*EXERCISE REQUIREMENTS*
The entries that follow include a run beginning at the line with "body, lowercase hex." and ending at the line with "manifest cube entry."; restate that run word for word and leave the rest out.

*MATERIALS PROVIDED*

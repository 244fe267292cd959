use clap::{Parser, Subcommand};
use std::path::PathBuf;

#[derive(Parser)]
#[command(name = "deepfreeze")]
#[command(about = "Encrypted, size-bounded backups for cold object storage", long_about = None)]
pub struct Cli {
    /// Path to the configuration file
    #[arg(long, global = true)]
    pub config: Option<PathBuf>,

    /// Enable debug logging
    #[arg(short = 'd', long, global = true)]
    pub debug: bool,

    /// Append log output to this file instead of stderr
    #[arg(long, global = true)]
    pub log_file: Option<PathBuf>,

    #[command(subcommand)]
    pub command: Command,
}

#[derive(Subcommand)]
pub enum Command {
    /// Create a backup of a directory tree
    Backup {
        /// Directory to back up
        #[arg(short, long)]
        root: Option<PathBuf>,

        /// Directory for backup output [default: /var/lib/deepfreeze/]
        #[arg(long)]
        dest: Option<PathBuf>,

        /// Paths to skip (repeatable)
        #[arg(short, long = "exclude")]
        exclude: Vec<PathBuf>,
    },
}
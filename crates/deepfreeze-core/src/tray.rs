//! Trays: one backup run, owning the cube chain and the manifest.
//!
//! The chain is stored as an ordered arena; `parent_id`/`child_id` on the
//! cubes are the serialized form of the links. Exactly one molecule is
//! active at a time and exactly one cube (the tail) accepts writes.

use chrono::{DateTime, Utc};
use serde::{Deserialize, Serialize};
use std::path::PathBuf;
use tracing::{debug, info};
use uuid::Uuid;

use crate::cube::{Cube, DEFAULT_MAX_CUBE_SIZE};
use crate::error::FreezeResult;
use crate::keyring::KeyRing;
use crate::molecule::Molecule;

/// Parameters of a backup run.
#[derive(Debug, Clone)]
pub struct TrayConfig {
    /// Directory receiving cube files and the manifest.
    pub backup_dir: PathBuf,
    /// Hard payload capacity per cube, in bytes.
    pub max_cube_size: u64,
    /// Whether molecule streams are gzip-compressed before packing.
    pub compress: bool,
    /// Whether molecule streams are enciphered before packing.
    pub encrypt: bool,
}

impl TrayConfig {
    /// Default configuration over `backup_dir`: 1024 MiB cubes,
    /// compression and encryption on.
    pub fn new(backup_dir: impl Into<PathBuf>) -> Self {
        Self {
            backup_dir: backup_dir.into(),
            max_cube_size: DEFAULT_MAX_CUBE_SIZE,
            compress: true,
            encrypt: true,
        }
    }
}

/// One entry of the manifest's cube list.
#[derive(Debug, Clone, Serialize, Deserialize)]
pub struct CubeEntry {
    /// The cube id.
    pub cube_id: Uuid,
    /// SHA-512 of the cube body, lowercase hex.
    pub hash: String,
    /// The files whose header records live in this cube.
    pub files: Vec<FileEntry>,
}

/// One file reference inside a manifest cube entry.
#[derive(Debug, Clone, Serialize, Deserialize)]
pub struct FileEntry {
    /// The molecule id.
    pub file_id: Uuid,
    /// SHA-512 of the original file content, lowercase hex.
    pub hash: String,
    /// Path of the source file.
    pub path: String,
}

/// The serialized manifest of a backup run, written to
/// `<backup_dir>/tray-<tray_id>`.
#[derive(Debug, Clone, Serialize, Deserialize)]
pub struct TrayManifest {
    /// The tray id.
    pub tray_id: Uuid,
    /// Creation timestamp of the run.
    pub created_at: DateTime<Utc>,
    /// Whether this is a full backup.
    pub full: bool,
    /// Whether this is an incremental backup.
    pub incremental: bool,
    /// Total payload bytes across all cubes.
    pub size: u64,
    /// The cube chain, in order.
    pub cubes: Vec<CubeEntry>,
}

/// One backup run: owns the cube chain and drives molecule ingest.
pub struct Tray {
    id: Uuid,
    created_at: DateTime<Utc>,
    full: bool,
    incremental: bool,
    /// Reserved link to the tray this run increments upon.
    parent: Option<Uuid>,
    cubes: Vec<Cube>,
    config: TrayConfig,
}

impl Tray {
    /// Creates a tray with its root cube in the backup directory.
    pub fn new(config: TrayConfig) -> FreezeResult<Self> {
        let id = Uuid::new_v4();
        let root = Cube::create(&config.backup_dir, id, config.max_cube_size)?;
        Ok(Self {
            id,
            created_at: Utc::now(),
            full: true,
            incremental: false,
            parent: None,
            cubes: vec![root],
            config,
        })
    }

    /// The tray id.
    pub fn id(&self) -> Uuid {
        self.id
    }

    /// The tray this run increments upon, when incremental chains are in
    /// use.
    pub fn parent(&self) -> Option<Uuid> {
        self.parent
    }

    /// Number of cubes in the chain so far.
    pub fn cube_count(&self) -> usize {
        self.cubes.len()
    }

    /// The cube chain, in order.
    pub fn cubes(&self) -> &[Cube] {
        &self.cubes
    }

    /// The tail cube currently accepting writes.
    pub fn current_cube(&self) -> &Cube {
        self.cubes.last().expect("tray always has a root cube")
    }

    /// Mutable access to the tail cube.
    pub fn current_cube_mut(&mut self) -> &mut Cube {
        self.cubes.last_mut().expect("tray always has a root cube")
    }

    /// Ingests one molecule: opens it, applies the configured transforms,
    /// and streams it into the cube chain, spilling across cubes as
    /// needed. Cubes filled along the way are finalized. Returns the
    /// content bytes written.
    pub fn write_molecule(&mut self, molecule: &mut Molecule, keyring: &KeyRing) -> FreezeResult<u64> {
        info!(path = %molecule.path().display(), "backing up");
        molecule.open()?;
        if self.config.compress {
            molecule.compress()?;
        }
        if self.config.encrypt {
            molecule.encrypt(keyring)?;
        }

        let mut written = 0;
        loop {
            written += self.current_cube_mut().write_molecule(molecule)?;
            if molecule.remaining() == 0 && molecule.is_started() {
                return Ok(written);
            }
            self.advance()?;
        }
    }

    /// Finalizes the tail cube. Earlier cubes were closed while spilling.
    pub fn close_current_cube(&mut self) -> FreezeResult<()> {
        self.current_cube_mut().close()
    }

    /// Serializes the manifest for the whole chain.
    pub fn header(&self) -> FreezeResult<Vec<u8>> {
        debug!(tray = %self.id, "packing tray header");
        let cubes = self
            .cubes
            .iter()
            .map(|cube| CubeEntry {
                cube_id: cube.id,
                hash: cube.hash.clone(),
                files: cube
                    .molecules()
                    .iter()
                    .map(|m| FileEntry {
                        file_id: m.id,
                        hash: m.hash.clone(),
                        path: m.path.display().to_string(),
                    })
                    .collect(),
            })
            .collect();
        let manifest = TrayManifest {
            tray_id: self.id,
            created_at: self.created_at,
            full: self.full,
            incremental: self.incremental,
            size: self.cubes.iter().map(|c| c.size).sum(),
            cubes,
        };
        Ok(serde_json::to_vec(&manifest)?)
    }

    /// Spawns the successor cube and finalizes the current tail.
    fn advance(&mut self) -> FreezeResult<()> {
        let successor = self.current_cube_mut().next()?;
        self.close_current_cube()?;
        self.cubes.push(successor);
        Ok(())
    }
}

#[cfg(test)]
mod tests {
    use std::fs;
    use std::path::Path;

    use sha2::{Digest, Sha512};

    use super::*;

    fn raw_config(dir: &Path, max_cube_size: u64) -> TrayConfig {
        TrayConfig {
            backup_dir: dir.to_path_buf(),
            max_cube_size,
            compress: false,
            encrypt: false,
        }
    }

    fn molecule_for(dir: &Path, name: &str, content: &[u8]) -> Molecule {
        let path = dir.join(name);
        fs::write(&path, content).unwrap();
        Molecule::new(&path, hex::encode(Sha512::digest(content))).unwrap()
    }

    #[test]
    fn fresh_tray_is_a_full_backup_with_no_parent() {
        let dir = tempfile::tempdir().unwrap();
        let tray = Tray::new(raw_config(dir.path(), 4096)).unwrap();
        assert!(tray.parent().is_none());
        assert_eq!(tray.cube_count(), 1);
        assert_eq!(tray.current_cube().tray_id, tray.id());

        let manifest: TrayManifest = serde_json::from_slice(&tray.header().unwrap()).unwrap();
        assert!(manifest.full);
        assert!(!manifest.incremental);
    }

    #[test]
    fn two_small_files_share_one_cube() {
        let dir = tempfile::tempdir().unwrap();
        let keyring = KeyRing::new(dir.path());
        let mut tray = Tray::new(raw_config(dir.path(), 1024 * 1024)).unwrap();

        let mut a = molecule_for(dir.path(), "a", &[1u8; 100]);
        let mut b = molecule_for(dir.path(), "b", &[2u8; 200]);
        assert_eq!(tray.write_molecule(&mut a, &keyring).unwrap(), 100);
        assert_eq!(tray.write_molecule(&mut b, &keyring).unwrap(), 200);

        assert_eq!(tray.cube_count(), 1);
        assert_eq!(tray.current_cube().molecules().len(), 2);
        tray.close_current_cube().unwrap();
    }

    #[test]
    fn large_molecule_spans_cubes_in_chain_order() {
        let dir = tempfile::tempdir().unwrap();
        let keyring = KeyRing::new(dir.path());
        let mut tray = Tray::new(raw_config(dir.path(), 2048)).unwrap();

        let mut big = molecule_for(dir.path(), "big", &vec![9u8; 6000]);
        let written = tray.write_molecule(&mut big, &keyring).unwrap();
        assert_eq!(written, 6000);
        assert!(tray.cube_count() >= 2);

        // Header records live in the first cube only.
        assert_eq!(tray.cubes()[0].molecules().len(), 1);
        for cube in &tray.cubes()[1..] {
            assert!(cube.molecules().is_empty());
        }
        let sizes: u64 = big.atoms().iter().map(|a| a.size).sum();
        assert_eq!(sizes, 6000);
        for (i, atom) in big.atoms().iter().enumerate() {
            assert_eq!(atom.part_id, i as u64);
            assert_eq!(atom.cube_id, tray.cubes()[i].id);
        }
        tray.close_current_cube().unwrap();
        for cube in tray.cubes() {
            assert!(cube.size <= 2048);
        }
    }

    #[test]
    fn manifest_lists_every_cube_once_with_files() {
        let dir = tempfile::tempdir().unwrap();
        let keyring = KeyRing::new(dir.path());
        let mut tray = Tray::new(raw_config(dir.path(), 2048)).unwrap();

        let mut small = molecule_for(dir.path(), "small", b"tiny");
        let mut big = molecule_for(dir.path(), "big", &vec![5u8; 5000]);
        tray.write_molecule(&mut small, &keyring).unwrap();
        tray.write_molecule(&mut big, &keyring).unwrap();
        tray.close_current_cube().unwrap();

        let manifest: TrayManifest = serde_json::from_slice(&tray.header().unwrap()).unwrap();
        assert_eq!(manifest.tray_id, tray.id());
        assert!(manifest.full);
        assert!(!manifest.incremental);
        assert_eq!(manifest.cubes.len(), tray.cube_count());
        assert_eq!(
            manifest.size,
            tray.cubes().iter().map(|c| c.size).sum::<u64>()
        );

        // Every file appears under exactly one cube.
        let all_files: Vec<_> = manifest
            .cubes
            .iter()
            .flat_map(|c| c.files.iter())
            .collect();
        assert_eq!(all_files.len(), 2);
        assert_eq!(manifest.cubes[0].files.len(), 2);
    }

    #[test]
    fn zero_byte_file_produces_no_atoms_and_keeps_the_cube() {
        let dir = tempfile::tempdir().unwrap();
        let keyring = KeyRing::new(dir.path());
        let mut tray = Tray::new(raw_config(dir.path(), 1024 * 1024)).unwrap();

        let mut empty = molecule_for(dir.path(), "empty", b"");
        let written = tray.write_molecule(&mut empty, &keyring).unwrap();
        assert_eq!(written, 0);
        assert!(empty.atoms().is_empty());
        assert_eq!(tray.cube_count(), 1);
        assert_eq!(tray.current_cube().molecules().len(), 1);
    }

    #[test]
    fn transforms_apply_when_enabled() {
        let dir = tempfile::tempdir().unwrap();
        let keyring = KeyRing::new(dir.path().join("rings"));
        fs::create_dir_all(keyring.dir()).unwrap();
        keyring.generate_if_absent().unwrap();

        let backups = dir.path().join("out");
        fs::create_dir_all(&backups).unwrap();
        let mut tray = Tray::new(TrayConfig::new(&backups)).unwrap();

        let mut m = molecule_for(dir.path(), "secret", &vec![b'x'; 4096]);
        let written = tray.write_molecule(&mut m, &keyring).unwrap();
        // Compressed-then-encrypted stream differs in size from the source.
        assert!(written > 0);
        assert_ne!(written, 4096);
        assert_eq!(m.atoms().len(), 1);
        tray.close_current_cube().unwrap();
    }
}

*ANSWER SPACE*
    /// SHA-512 of the cube body, lowercase hex.
    pub hash: String,
    /// The files whose header records live in this cube.
    pub files: Vec<FileEntry>,
}

/// One file reference inside a manifest cube entry.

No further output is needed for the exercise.